** What is being asked **
The data must be returned exactly. No line may be left out.
Listed records Block Start
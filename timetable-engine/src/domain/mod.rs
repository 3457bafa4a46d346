//! Domain types for the provider-script engine.
//!
//! This module contains the core model types that cross the engine's
//! boundaries: provider descriptors, typed requests, and the timetable
//! records scripts produce. All identifier types enforce their invariants at
//! construction time, so code that receives them can trust their validity.

mod feature;
mod provider;
mod record;
mod request;

pub use feature::{InvalidFeature, ProviderFeature};
pub use provider::{InvalidProviderId, ProviderData, ProviderId, VehicleType};
pub use record::{
    GlobalTimetableInfo, InfoKey, RecordValue, ResultBatch, TimetableRecord, UnknownInfoKey,
};
pub use request::{
    AdditionalDataRequest, ArrivalRequest, DepartureRequest, JourneyRequest, Request,
    RequestCommon, RequestKind, SourceName, StopSuggestionFromGeoRequest, StopSuggestionRequest,
};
Listed records Block End
** Result for this task **
filename timetable-engine/src/domain/mod.rs
repository 3457bafa4a46d346
//! Domain types for the provider-script engine.
//!
//! This module contains the core model types that cross the engine's
//! boundaries: provider descriptors, typed requests, and the timetable
//! records scripts produce. All identifier types enforce their invariants at
//! construction time, so code that receives them can trust their validity.

mod feature;
mod provider;
mod record;
mod request;

pub use feature::{InvalidFeature, ProviderFeature};
pub use provider::{InvalidProviderId, ProviderData, ProviderId, VehicleType};
pub use record::{
    GlobalTimetableInfo, InfoKey, RecordValue, ResultBatch, TimetableRecord, UnknownInfoKey,
};
pub use request::{
    AdditionalDataRequest, ArrivalRequest, DepartureRequest, JourneyRequest, Request,
    RequestCommon, RequestKind, SourceName, StopSuggestionFromGeoRequest, StopSuggestionRequest,
};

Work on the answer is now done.